为贯彻落实《“健康中国2023”规划纲要》,提升基层重大慢性病防治综合能力,提高患者的健康自我管理能力及居民健康水平,8月9日,北京社区健康促进会会长吴永浩、首都医科大学附属北京潞河医院心脏中心主任翟光耀及基层医疗卫生服务机构管理者、家庭医生服务团队,来到梨园社区卫生服务中心参加重大慢性病防治专题研讨会。中心主任甘静雯主持会议。

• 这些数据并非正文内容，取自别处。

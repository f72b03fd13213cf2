//! Fit/transform lifecycle shared by the estimators of the crate.

use crate::error::{FdaError, Result};

/// An estimator with typed hyperparameters and a fitted state.
pub trait Estimator {
    /// Hyperparameters
    type Params: Clone;

    /// Current hyperparameters.
    fn get_params(&self) -> Self::Params;

    /// Replace the hyperparameters. Any previous fit is discarded.
    fn set_params(&mut self, params: Self::Params);

    /// Whether `fit` has been called since construction or the last
    /// `set_params`.
    fn is_fitted(&self) -> bool;
}

/// An estimator that learns from `(x, y)` and maps new `x` to features.
pub trait Transformer<X: ?Sized, Y: ?Sized>: Estimator {
    /// Output of `transform`
    type Output;

    /// Learn from training data.
    fn fit(&mut self, x: &X, y: &Y) -> Result<&mut Self>;

    /// Map `x` using what was learned. Fails with
    /// [`FdaError::NotFitted`] before `fit`.
    fn transform(&self, x: &X) -> Result<Self::Output>;

    /// `fit` followed by `transform` on the same data.
    fn fit_transform(&mut self, x: &X, y: &Y) -> Result<Self::Output> {
        self.fit(x, y)?.transform(x)
    }
}

/// Fail with [`FdaError::NotFitted`] unless `estimator` is fitted.
pub fn check_is_fitted<E: Estimator + ?Sized>(estimator: &E, name: &'static str) -> Result<()> {
    if estimator.is_fitted() {
        Ok(())
    } else {
        Err(FdaError::NotFitted { estimator: name })
    }
}

#[cfg(test)]
mod tests {
    use super::*;

    #[derive(Default)]
    struct Shift {
        offset: f64,
        mean: Option<f64>,
    }

    impl Estimator for Shift {
        type Params = f64;

        fn get_params(&self) -> f64 {
            self.offset
        }

        fn set_params(&mut self, params: f64) {
            self.offset = params;
            self.mean = None;
        }

        fn is_fitted(&self) -> bool {
            self.mean.is_some()
        }
    }

    impl Transformer<[f64], ()> for Shift {
        type Output = Vec<f64>;

        fn fit(&mut self, x: &[f64], _y: &()) -> Result<&mut Self> {
            self.mean = Some(x.iter().sum::<f64>() / x.len() as f64);
            Ok(self)
        }

        fn transform(&self, x: &[f64]) -> Result<Vec<f64>> {
            check_is_fitted(self, "Shift")?;
            let mean = self.mean.unwrap_or_default();
            Ok(x.iter().map(|v| v - mean + self.offset).collect())
        }
    }

    #[test]
    fn test_not_fitted() {
        let s = Shift::default();
        assert_eq!(
            s.transform(&[1.0]),
            Err(FdaError::NotFitted { estimator: "Shift" })
        );
    }

    #[test]
    fn test_fit_transform_and_reset() {
        let mut s = Shift::default();
        let out = s.fit_transform(&[1.0, 3.0], &()).unwrap();
        assert_eq!(out, vec![-1.0, 1.0]);
        assert!(s.is_fitted());
        s.set_params(10.0);
        assert!(!s.is_fitted());
        assert!(check_is_fitted(&s, "Shift").is_err());
    }
}
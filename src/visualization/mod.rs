//! Plots of functional data.
//!
//! Plots draw into an in-memory [`Figure`], which can be inspected directly
//! or rendered to SVG with [`render_svg`].

pub mod canvas;
mod parametric;
mod render;

pub use canvas::{
    get_figure_and_axes, set_figure_layout, Axes, ChartTarget, Figure, Line2D, LineStyle,
};
pub use parametric::ParametricPlot;
pub use render::render_svg;
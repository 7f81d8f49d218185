use std::time::Instant;

/// Source of wall-clock time for deadlines.
pub trait Clock {
    fn now(&self) -> Instant;
}

#[derive(Debug, Clone, Copy, Default)]
pub struct SystemClock;

impl Clock for SystemClock {
    fn now(&self) -> Instant {
        Instant::now()
    }
}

会上,首先由中心主任甘静雯向与会人员介绍本次会议议程,介绍了中心慢病综合管理的发展建设。现中心有三个专病门诊,分别是双心门诊、糖尿病门诊、骨松门诊;今年正在申请慢阻肺门诊;中医诊疗申请了失眠、眩晕、肥胖症状门诊。在慢病防控方面每个全科医生都有自己慢病诊疗专长,积极推进家庭医生签约服务。随后北京社区健康促进会会长吴永浩致辞,分享了山东、杭州、天津等地慢病管理中心的特色诊疗模式,介绍了梨园社区卫生服务中心社区标准化代谢性疾病管理中心“1+X”医联体模式。鼓励大家在今后慢病综合防控工作中去创新、拓展,创建更多的服务模式,积极推进医防协同、专圈、医养协同发展,提升自己管理能力,提升老百姓在慢病管理中的信任感和获得感。

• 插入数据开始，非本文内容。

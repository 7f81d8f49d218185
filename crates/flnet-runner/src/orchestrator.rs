//! Supervision of a background simulation round.
//!
//! A round moves `Idle -> Launching -> Running -> (TimedOut) -> Draining -> Idle`. Every
//! transition after launch happens inside [`AsyncOrchestrator::poll`], one step per call, so
//! the caller's round loop is the only driver and no locking is needed. Launching and timing out
//! complete within a single `start` or `poll` call, so [`SessionPhase`] never reports them.
//!
//! Whichever way the process ends, the caller sees per-client records followed by
//! [`PollOutcome::End`]. After a normal exit, clients the simulator did not report are left out.
//! After a timeout, unreported clients get a synthesized full-duration, zero-throughput record.

use flnet_abstract::{
    ActiveClients, ActiveSet, ClientId, PollOutcome, SimulationConfig, TransferMetric,
};
use std::collections::VecDeque;
use std::time::{Duration, Instant};
use tracing::{debug, info, warn};

use crate::clock::{Clock, SystemClock};
use crate::command::SimCommand;
use crate::error::NetworkError;
use crate::output::{Summary, parse_last_json};
use crate::process::{Launcher, SimProcess};
use crate::remap::LocalIdMap;

/// Wall-clock budget of a background round.
#[derive(Debug, Clone, Copy, PartialEq)]
pub struct TimeoutPolicy {
    /// Minimum budget, however short the simulated duration.
    pub floor: Duration,
    /// Budget as a multiple of the simulated duration.
    pub multiplier: f64,
    /// How long a terminate request is given before the process is killed.
    pub grace: Duration,
}

impl Default for TimeoutPolicy {
    fn default() -> Self {
        Self {
            floor: Duration::from_secs(10),
            multiplier: 4.0,
            grace: Duration::from_secs(2),
        }
    }
}

impl TimeoutPolicy {
    /// Wall-clock allowance for a simulation of `sim_time` seconds. Saturates at `Duration::MAX`.
    pub fn budget(&self, sim_time: f64) -> Duration {
        let scaled = self.multiplier * sim_time;
        let scaled = if scaled > 0.0 {
            Duration::try_from_secs_f64(scaled).unwrap_or(Duration::MAX)
        } else {
            Duration::ZERO
        };
        scaled.max(self.floor)
    }
}

/// Observable state of the round between calls.
#[derive(Debug, Clone, Copy, PartialEq, Eq)]
pub enum SessionPhase {
    Idle,
    Running,
    Draining,
}

struct RunningRound {
    process: Box<dyn SimProcess>,
    command: SimCommand,
    active: ActiveSet,
    sim_time: f64,
    /// `None` when the budget reaches past what `Instant` can represent.
    deadline: Option<Instant>,
}

enum Session {
    Idle,
    Running(RunningRound),
    Draining(VecDeque<(ClientId, TransferMetric)>),
}

pub struct AsyncOrchestrator<C = SystemClock> {
    clock: C,
    policy: TimeoutPolicy,
    session: Session,
}

impl Default for AsyncOrchestrator<SystemClock> {
    fn default() -> Self {
        Self::new(SystemClock, TimeoutPolicy::default())
    }
}

impl<C: Clock> AsyncOrchestrator<C> {
    pub fn new(clock: C, policy: TimeoutPolicy) -> Self {
        Self {
            clock,
            policy,
            session: Session::Idle,
        }
    }

    pub fn set_policy(&mut self, policy: TimeoutPolicy) {
        self.policy = policy;
    }

    pub fn phase(&self) -> SessionPhase {
        match self.session {
            Session::Idle => SessionPhase::Idle,
            Session::Running(_) => SessionPhase::Running,
            Session::Draining(_) => SessionPhase::Draining,
        }
    }

    /// Launch a background round. Fails if the previous round has not been fully drained.
    pub fn start<L: Launcher + ?Sized>(
        &mut self,
        launcher: &L,
        config: &SimulationConfig,
        clients: &ActiveClients,
    ) -> Result<(), NetworkError> {
        if !matches!(self.session, Session::Idle) {
            return Err(NetworkError::Usage(format!(
                "asynchronous round already in progress (phase {:?})",
                self.phase()
            )));
        }

        let active = clients.normalize();
        if active.is_empty() {
            debug!("Empty client selection, nothing to launch");
            return Ok(());
        }

        let command = SimCommand::round(config, active.len());
        debug!("Idle -> Launching: {}", command);
        let process = launcher
            .spawn(&command)
            .map_err(|source| NetworkError::Launch {
                command: command.to_string(),
                source,
            })?;

        let budget = self.policy.budget(config.thz.sim_time);
        info!(
            "Launched background simulation for {} clients (budget {:?})",
            active.len(),
            budget
        );
        self.session = Session::Running(RunningRound {
            process,
            command,
            active,
            sim_time: config.thz.sim_time,
            deadline: self.clock.now().checked_add(budget),
        });
        Ok(())
    }

    /// Advance the round by at most one step. Never blocks beyond the termination grace period.
    pub fn poll(&mut self) -> Result<PollOutcome, NetworkError> {
        match std::mem::replace(&mut self.session, Session::Idle) {
            Session::Idle => return Ok(PollOutcome::End),
            Session::Running(mut round) => {
                let exited = round.process.has_exited().unwrap_or_else(|err| {
                    warn!("Could not query simulator status: {}", err);
                    false
                });
                let queue = if exited {
                    // A failure here leaves the session idle, ready for a fresh round.
                    complete(round)?
                } else if round.deadline.is_some_and(|at| self.clock.now() >= at) {
                    escalate(round, self.policy.grace)
                } else {
                    self.session = Session::Running(round);
                    return Ok(PollOutcome::InProgress);
                };
                debug!(
                    "{:?}: {} records queued",
                    SessionPhase::Draining,
                    queue.len()
                );
                self.session = Session::Draining(queue);
            }
            Session::Draining(queue) => self.session = Session::Draining(queue),
        }
        Ok(self.deliver())
    }

    fn deliver(&mut self) -> PollOutcome {
        if let Session::Draining(queue) = &mut self.session
            && let Some((client, metric)) = queue.pop_front()
        {
            return PollOutcome::Record { client, metric };
        }
        debug!("{:?} -> {:?}", SessionPhase::Draining, SessionPhase::Idle);
        self.session = Session::Idle;
        PollOutcome::End
    }
}

/// The process exited on its own: its output must hold a valid summary.
fn complete(round: RunningRound) -> Result<VecDeque<(ClientId, TransferMetric)>, NetworkError> {
    let RunningRound {
        process,
        command,
        active,
        sim_time,
        ..
    } = round;

    let captured = process.collect().map_err(|source| NetworkError::Capture {
        command: command.to_string(),
        source,
    })?;
    if !captured.exit.success() {
        return Err(NetworkError::Run {
            command: command.to_string(),
            exit: captured.exit.to_string(),
            stdout: captured.stdout,
            stderr: captured.stderr,
        });
    }
    let summary = match parse_last_json(&captured.stdout) {
        Ok(summary) => summary,
        Err(source) => {
            return Err(NetworkError::Parse {
                command: command.to_string(),
                source,
                stdout: captured.stdout,
                stderr: captured.stderr,
            });
        }
    };

    let reported = summary.by_local_id();
    let queue: VecDeque<_> = LocalIdMap::new(&active)
        .iter()
        .filter_map(|(local, client)| {
            let entry = reported.get(&local)?;
            let (end_time, throughput) = entry.measure(sim_time);
            Some((client, TransferMetric::finished(end_time, throughput)))
        })
        .collect();
    info!(
        "Background simulation finished: {} of {} clients reported",
        queue.len(),
        active.len()
    );
    Ok(queue)
}

/// Deadline passed: stop the process, salvage what it printed and fill the gaps.
fn escalate(round: RunningRound, grace: Duration) -> VecDeque<(ClientId, TransferMetric)> {
    let RunningRound {
        mut process,
        active,
        sim_time,
        ..
    } = round;
    warn!("Running -> TimedOut: simulation exceeded its deadline, terminating");

    if let Err(err) = process.terminate() {
        debug!("Terminate request failed: {}", err);
    }
    let mut stopped = process.wait_for(grace).unwrap_or(false);
    if !stopped {
        warn!("Simulator ignored terminate request, killing");
        if let Err(err) = process.kill() {
            debug!("Kill failed: {}", err);
        }
        stopped = process.wait_for(grace).unwrap_or(false);
    }

    let summary = if stopped {
        match process.collect() {
            Ok(captured) => parse_last_json(&captured.stdout).unwrap_or_else(|err| {
                debug!("No usable summary from killed simulator: {}", err);
                Summary::default()
            }),
            Err(err) => {
                debug!("Could not collect killed simulator output: {}", err);
                Summary::default()
            }
        }
    } else {
        warn!("Simulator still alive after kill, abandoning it");
        Summary::default()
    };

    let reported = summary.by_local_id();
    LocalIdMap::new(&active)
        .iter()
        .map(|(local, client)| {
            let metric = match reported.get(&local) {
                Some(entry) => {
                    let (end_time, throughput) = entry.measure(sim_time);
                    TransferMetric::finished(end_time, throughput)
                }
                None => TransferMetric::unreported(sim_time),
            };
            (client, metric)
        })
        .collect()
}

首都医科大学附属北京潞河医院心脏中心主任翟光耀以“从2023年ESH高血压指南更新看ACEI的地位如何”为题,回顾了中欧美高血压指南的变迁历程、更新了2023年ESH高血压指南的更新要点、解析了从新指南看ACEI在高血压治疗中的地位。翟光耀主任向参会成员提出了殷切期望,依托医联体框架,与上级医院紧密合作,形成“基层首诊双向转诊 急慢分治上下联动”的服务模式,为签约的高血压患者提供一对一、全方位的规范化管理。最后中心全科医生华丽丽与大家分享MMC门诊中一位糖尿病患者的成功治疗案例。会后,中心主任甘静雯带领大家参观了健康小屋、双心门诊、骨松门诊、MMC门诊。

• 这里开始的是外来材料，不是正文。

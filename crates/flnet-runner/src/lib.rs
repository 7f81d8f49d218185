pub mod adapter;
pub mod clock;
pub mod command;
pub mod error;
pub mod orchestrator;
pub mod output;
pub mod process;
pub mod remap;
pub mod sync_runner;

#[cfg(test)]
mod testing;

pub use adapter::NetworkAdapter;
pub use clock::{Clock, SystemClock};
pub use command::{SimCommand, round_args};
pub use error::NetworkError;
pub use orchestrator::{AsyncOrchestrator, SessionPhase, TimeoutPolicy};
pub use output::{ParseError, RawResultEntry, Summary, parse_last_json};
pub use process::{Captured, Exit, Launcher, OsLauncher, SimProcess};
pub use remap::LocalIdMap;
pub use sync_runner::run_round;
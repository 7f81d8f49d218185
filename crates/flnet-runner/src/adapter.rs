use flnet_abstract::{ActiveClients, ClientId, PollOutcome, RoundMetric, SimulationConfig};
use serde_json::Value;
use std::collections::BTreeMap;
use tracing::info;

use crate::clock::{Clock, SystemClock};
use crate::command::SimCommand;
use crate::error::NetworkError;
use crate::orchestrator::{AsyncOrchestrator, SessionPhase, TimeoutPolicy};
use crate::process::{Launcher, OsLauncher};
use crate::sync_runner::run_round;

/// The coordinator-facing handle on the network simulator.
///
/// Construction resolves the configuration and builds the simulator once. Rounds are then run
/// either synchronously with [`run_sync`](Self::run_sync) or in the background with
/// [`start_async`](Self::start_async) and [`poll`](Self::poll). Both paths share the simulator
/// working directory, so they must not be used concurrently.
pub struct NetworkAdapter<L = OsLauncher, C = SystemClock> {
    config: SimulationConfig,
    launcher: L,
    orchestrator: AsyncOrchestrator<C>,
}

impl NetworkAdapter {
    /// Resolve `root` and build the simulator on the local machine.
    pub fn open(root: &Value) -> Result<Self, NetworkError> {
        let config = SimulationConfig::resolve(root)?;
        Self::new(config, OsLauncher, SystemClock)
    }
}

impl<L: Launcher, C: Clock> NetworkAdapter<L, C> {
    pub fn new(config: SimulationConfig, launcher: L, clock: C) -> Result<Self, NetworkError> {
        build_simulator(&launcher, &config)?;
        Ok(Self {
            config,
            launcher,
            orchestrator: AsyncOrchestrator::new(clock, TimeoutPolicy::default()),
        })
    }

    pub fn with_timeout_policy(mut self, policy: TimeoutPolicy) -> Self {
        self.orchestrator.set_policy(policy);
        self
    }

    pub fn config(&self) -> &SimulationConfig {
        &self.config
    }

    pub fn phase(&self) -> SessionPhase {
        self.orchestrator.phase()
    }

    /// Run one round to completion, blocking the caller.
    pub fn run_sync(
        &self,
        clients: &ActiveClients,
    ) -> Result<BTreeMap<ClientId, RoundMetric>, NetworkError> {
        run_round(&self.launcher, &self.config, clients)
    }

    /// Start a background round; drive it with [`poll`](Self::poll).
    pub fn start_async(&mut self, clients: &ActiveClients) -> Result<(), NetworkError> {
        self.orchestrator
            .start(&self.launcher, &self.config, clients)
    }

    /// Non-blocking step of the background round.
    pub fn poll(&mut self) -> Result<PollOutcome, NetworkError> {
        self.orchestrator.poll()
    }
}

fn build_simulator<L: Launcher + ?Sized>(
    launcher: &L,
    config: &SimulationConfig,
) -> Result<(), NetworkError> {
    let command = SimCommand::build(&config.simulator);
    info!(
        "Building simulator in {}: {}",
        config.simulator.workdir.display(),
        command
    );
    let captured = launcher
        .run(&command)
        .map_err(|source| NetworkError::Launch {
            command: command.to_string(),
            source,
        })?;
    if !captured.exit.success() {
        return Err(NetworkError::Build {
            command: command.to_string(),
            exit: captured.exit.to_string(),
            stdout: captured.stdout,
            stderr: captured.stderr,
        });
    }
    info!("Simulator build finished");
    Ok(())
}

中心主任甘静雯表示,中心将继续秉承“一个中心、一站式服务、一个标准”的理念,利用互联网+医疗的模式,助力慢病防控医联体建设,尽全力让居民尽享结构化、多样化,开展筛查、诊疗、双向转诊诊疗服务,从而实现对慢性病的诊疗一体化综合管理,并与乡镇、街道紧密对接,深化网格化管理,依托家医签约,创新医防融合服务模式,做好辖区居民健康的守门人。